Ainda sem sede, a instituição luta para encontrar um patrocinador para viabilizar, além das oficinas, os outros serviços que pretende oferecer. “Queremos construir uma cozinha-escola. Ganhei fornos e fogões, que devem chegar hoje, mas vou estocá-los na casa do meu sogro enquanto não encontro um lugar”, diz. Segundo Simone, a sede precisa ficar em um local próximo ao metrô, preferencialmente na zona oeste, de onde vêm a maior parte das pessoas que atende e dos chefs que dão as oficinas.
De acordo com ela, além das oficinas, o instituto também vai trabalhar com cursos para a capacitação profissional dos alunos, ajudando na alocação deles no mercado de trabalho e em seu acompanhamento, para que eles se mantenham na vaga. Também há a intenção de trabalhar com famílias de baixo poder aquisitivo, oferecendo cursos em atividades que as ajudem a gerar renda em casa e aulas de gestão de pequenos negócios. “A maior parte das mães é sozinha. Elas precisaram parar de trabalhar para acompanhar o filho”, afirma Simone, que aponta para a possibilidade de mãe e filho trabalharem juntos em casa. “Por que não?”, pergunta.

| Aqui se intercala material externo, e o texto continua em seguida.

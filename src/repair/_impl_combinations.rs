/// An iterator over all `k`-element combinations of a slice, in lexicographic order of
/// positions. For `k = 0` it yields a single empty combination, for `k > n` nothing.
pub struct Combinations<'a, T> {
    items: &'a [T],
    indices: Vec<usize>,
    done: bool,
}

impl<'a, T: Clone> Combinations<'a, T> {
    pub fn new(items: &'a [T], k: usize) -> Combinations<'a, T> {
        Combinations {
            items,
            indices: (0..k).collect(),
            done: k > items.len(),
        }
    }
}

impl<T: Clone> Iterator for Combinations<'_, T> {
    type Item = Vec<T>;

    fn next(&mut self) -> Option<Self::Item> {
        if self.done {
            return None;
        }
        let result = self.indices.iter().map(|i| self.items[*i].clone()).collect();
        let n = self.items.len();
        let k = self.indices.len();
        match (0..k).rev().find(|i| self.indices[*i] < n - k + i) {
            None => self.done = true,
            Some(i) => {
                self.indices[i] += 1;
                for j in (i + 1)..k {
                    self.indices[j] = self.indices[j - 1] + 1;
                }
            }
        }
        Some(result)
    }
}
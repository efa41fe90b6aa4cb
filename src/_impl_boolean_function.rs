use crate::{BooleanFunction, Clause, Network, NodeId};
use std::cell::OnceCell;
use std::collections::BTreeMap;
use std::hash::{Hash, Hasher};

/// Construction of `BooleanFunction`s.
impl BooleanFunction {
    /// Create an empty function (no regulators, no terms) of the given `target` node.
    pub fn new(target: NodeId) -> BooleanFunction {
        BooleanFunction {
            target,
            regulators: Vec::new(),
            terms: BTreeMap::new(),
            clauses: OnceCell::new(),
        }
    }

    /// Build a function from its lattice form: the `regulators` fix the clause columns,
    /// every clause becomes one term (terms are numbered from `1`).
    pub fn from_clauses(
        target: NodeId,
        regulators: Vec<NodeId>,
        clauses: Vec<Clause>,
    ) -> BooleanFunction {
        let mut function = BooleanFunction::new(target);
        function.regulators = regulators;
        for (i, clause) in clauses.iter().enumerate() {
            let term = clause
                .indices()
                .into_iter()
                .map(|r| function.regulators[r])
                .collect();
            function.terms.insert(i + 1, term);
        }
        function
    }

    /// The function `r_1 || r_2 || ... || r_k`: every regulator forms its own term.
    pub fn disjunction(target: NodeId, regulators: &[NodeId]) -> BooleanFunction {
        let mut function = BooleanFunction::new(target);
        for (i, regulator) in regulators.iter().enumerate() {
            function.add_regulator_to_term(i + 1, *regulator);
        }
        function
    }

    /// The function `r_1 && r_2 && ... && r_k`: all regulators share one term.
    pub fn conjunction(target: NodeId, regulators: &[NodeId]) -> BooleanFunction {
        let mut function = BooleanFunction::new(target);
        for regulator in regulators {
            function.add_regulator_to_term(1, *regulator);
        }
        function
    }

    /// Add `regulator` to the term `term_id`, creating the term if needed. Inserting a
    /// regulator which is already part of the term does nothing.
    pub fn add_regulator_to_term(&mut self, term_id: usize, regulator: NodeId) {
        if !self.regulators.contains(&regulator) {
            self.regulators.push(regulator);
        }
        let term = self.terms.entry(term_id).or_default();
        if !term.contains(&regulator) {
            term.push(regulator);
            self.clauses = OnceCell::new();
        }
    }
}

/// Inspection of `BooleanFunction`s.
impl BooleanFunction {
    pub fn get_target(&self) -> NodeId {
        self.target
    }

    /// Regulators of this function in the order in which they were first added.
    pub fn regulators(&self) -> &[NodeId] {
        &self.regulators
    }

    pub fn num_regulators(&self) -> usize {
        self.regulators.len()
    }

    /// The position of `regulator` in the regulator list (its clause column).
    pub fn regulator_index(&self, regulator: NodeId) -> Option<usize> {
        self.regulators.iter().position(|r| *r == regulator)
    }

    pub fn terms(&self) -> &BTreeMap<usize, Vec<NodeId>> {
        &self.terms
    }

    /// True if this function has no terms, i.e. it does not determine the node's value.
    pub fn is_empty(&self) -> bool {
        self.clauses().is_empty()
    }

    /// The lattice element of this function: minimal clauses over the regulator list,
    /// built on first access.
    pub fn clauses(&self) -> &[Clause] {
        self.clauses.get_or_init(|| {
            let dimension = self.regulators.len();
            let clauses = self
                .terms
                .values()
                .filter(|term| !term.is_empty())
                .map(|term| {
                    let indices = term
                        .iter()
                        .filter_map(|r| self.regulator_index(*r))
                        .collect();
                    Clause::from_indices(dimension, indices)
                })
                .collect();
            Clause::minimize(clauses)
        })
    }

    /// Regulators which appear in the given clause of this function.
    pub fn clause_regulators(&self, clause: &Clause) -> Vec<NodeId> {
        clause
            .indices()
            .into_iter()
            .map(|i| self.regulators[i])
            .collect()
    }

    /// Render this function using node names from the given `network`.
    pub fn to_string(&self, network: &Network) -> String {
        if self.is_empty() {
            return "Empty function".to_string();
        }
        self.clauses()
            .iter()
            .map(|clause| {
                let names: Vec<&str> = self
                    .clause_regulators(clause)
                    .into_iter()
                    .map(|r| network.get_node_name(r))
                    .collect();
                format!("({})", names.join(" && "))
            })
            .collect::<Vec<_>>()
            .join(" || ")
    }
}

impl PartialEq for BooleanFunction {
    fn eq(&self, other: &Self) -> bool {
        if self.is_empty() || other.is_empty() {
            return self.is_empty() && other.is_empty();
        }
        self.regulators == other.regulators && self.clauses() == other.clauses()
    }
}

impl Eq for BooleanFunction {}

impl Hash for BooleanFunction {
    fn hash<H: Hasher>(&self, state: &mut H) {
        if self.is_empty() {
            0u8.hash(state);
        } else {
            1u8.hash(state);
            self.regulators.hash(state);
            self.clauses().hash(state);
        }
    }
}

#[cfg(test)]
mod tests {
    use crate::{BooleanFunction, Clause, Network, NodeId, Sign};
    use std::collections::HashSet;

    fn network() -> Network {
        let mut network = Network::new();
        for name in ["a", "b", "c"] {
            network.add_node(name).unwrap();
        }
        network
    }

    #[test]
    fn test_term_structure() {
        let a = NodeId::from_index(0);
        let b = NodeId::from_index(1);
        let c = NodeId::from_index(2);
        let mut f = BooleanFunction::new(c);
        assert!(f.is_empty());
        f.add_regulator_to_term(1, b);
        f.add_regulator_to_term(1, a);
        f.add_regulator_to_term(1, a);
        f.add_regulator_to_term(2, b);
        assert_eq!(&[b, a], f.regulators());
        assert_eq!(vec![b, a], f.terms()[&1]);
        // (b && a) || b is absorbed into b alone.
        assert_eq!(&[Clause::from_indices(2, vec![0])], f.clauses());
        f.add_regulator_to_term(2, a);
        assert_eq!(&[Clause::from_indices(2, vec![0, 1])], f.clauses());
    }

    #[test]
    fn test_function_equality() {
        let a = NodeId::from_index(0);
        let b = NodeId::from_index(1);
        let c = NodeId::from_index(2);
        assert_eq!(BooleanFunction::new(a), BooleanFunction::new(b));
        let or = BooleanFunction::disjunction(c, &[a, b]);
        let and = BooleanFunction::conjunction(c, &[a, b]);
        assert_ne!(or, and);
        assert_ne!(or, BooleanFunction::new(c));
        let rebuilt = BooleanFunction::from_clauses(c, vec![a, b], or.clauses().to_vec());
        assert_eq!(or, rebuilt);
        let set: HashSet<BooleanFunction> = vec![
            or.clone(),
            rebuilt,
            BooleanFunction::new(a),
            BooleanFunction::new(b),
        ]
        .into_iter()
        .collect();
        assert_eq!(2, set.len());
    }

    #[test]
    fn test_function_to_string() {
        let mut network = network();
        let a = network.find_node("a").unwrap();
        let b = network.find_node("b").unwrap();
        let c = network.find_node("c").unwrap();
        network.add_edge(a, c, Sign::Positive).unwrap();
        network.add_edge(b, c, Sign::Negative).unwrap();
        let mut f = BooleanFunction::new(c);
        assert_eq!("Empty function", f.to_string(&network));
        f.add_regulator_to_term(1, a);
        f.add_regulator_to_term(1, b);
        f.add_regulator_to_term(2, c);
        assert_eq!("(a && b) || (c)", f.to_string(&network));
    }
}
use crate::bitvector::{ArrayBitVector, BitVector};
use crate::Clause;

impl Clause {
    /// Create a clause over `dimension` regulators which contains the regulators at the
    /// given positions.
    pub fn from_indices(dimension: usize, indices: Vec<usize>) -> Clause {
        Clause {
            signature: ArrayBitVector::from_ones(dimension, indices),
        }
    }

    pub fn from_signature(signature: ArrayBitVector) -> Clause {
        Clause { signature }
    }

    pub fn signature(&self) -> &ArrayBitVector {
        &self.signature
    }

    /// Positions (in the owning function's regulator list) of the regulators in this clause.
    pub fn indices(&self) -> Vec<usize> {
        self.signature.ones()
    }

    /// The number of regulators of the owning function.
    pub fn dimension(&self) -> usize {
        self.signature.len()
    }

    /// The number of regulators in this clause.
    pub fn size(&self) -> usize {
        self.signature.count_ones()
    }

    pub fn contains(&self, index: usize) -> bool {
        index < self.signature.len() && self.signature.get(index)
    }

    /// True if every regulator of this clause also appears in `other`.
    pub fn is_subset(&self, other: &Clause) -> bool {
        self.signature.is_subset(&other.signature)
    }

    /// A copy of this clause extended with the regulator at `index`.
    pub fn with(&self, index: usize) -> Clause {
        Clause {
            signature: self.signature.with(index),
        }
    }

    /// Reduce a list of clauses to its minimal elements (absorption `x || (x && y) = x`),
    /// sorted and without duplicates.
    pub fn minimize(mut clauses: Vec<Clause>) -> Vec<Clause> {
        clauses.sort_by(|a, b| a.size().cmp(&b.size()).then_with(|| a.cmp(b)));
        clauses.dedup();
        let mut result: Vec<Clause> = Vec::with_capacity(clauses.len());
        for clause in clauses {
            if !result.iter().any(|kept| kept.is_subset(&clause)) {
                result.push(clause);
            }
        }
        result.sort();
        result
    }
}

Para Simone, mesmo que o instituto não tenha, de fato, começado a oferecer seus serviços, as oficinas já dão uma mostra do impacto que ações como essa podem ter na vida da pessoa com síndrome de Down. O principal benefício que as aulas trazem para as crianças e jovens, diz, é o aumento da autoestima. “Com a autoestima lá em cima, todo o resto fica mais fácil. Eles se interessam mais em estudar, aprendem a trabalhar em equipe, ficam mais participantes em casa”, afirma. A idealizadora do projeto enumera ainda outras vantagens que tem percebido ao longo desses anos. “O conceito de quantidade, que costuma ser muito difícil para eles, fica mais palpável quando eu falo que 1 kg de açúcar é muito para fazer aquele doce.”
O projeto também já coleciona histórias de superação. “Aqui cada vitória é conquistada. Você tem que ver a cara deles quando quebram um ovo pela primeira vez.” Mas as conquistas, com a ajuda dos Chefs Especiais, vão muito além da clara e da gema. Simone conta que uma das alunas das oficinas fazia também tratamento contra a leucemia. Antes de começar a participar do projeto, ela sempre estava com a aparência doente, desanimada.
Os remédios, diz, quase não faziam mais efeito. Para ajudar no tratamento, Simone a convidou para participar de todas as oficinas, excluindo-a do rodízio, e as aulas a deixaram mais segura, confiante e feliz. Um dia, ainda durante a quimioterapia, o médico chamou a mãe dela e perguntou: “O que essa menina tem feito de diferente ultimamente? Seja o que for, não a deixe parar de jeito nenhum”. Os remédios voltaram a fazer efeito e a menina se curou. “Hoje ela é a aluna mais mal criada que eu tenho”, conta Simone, emocionada.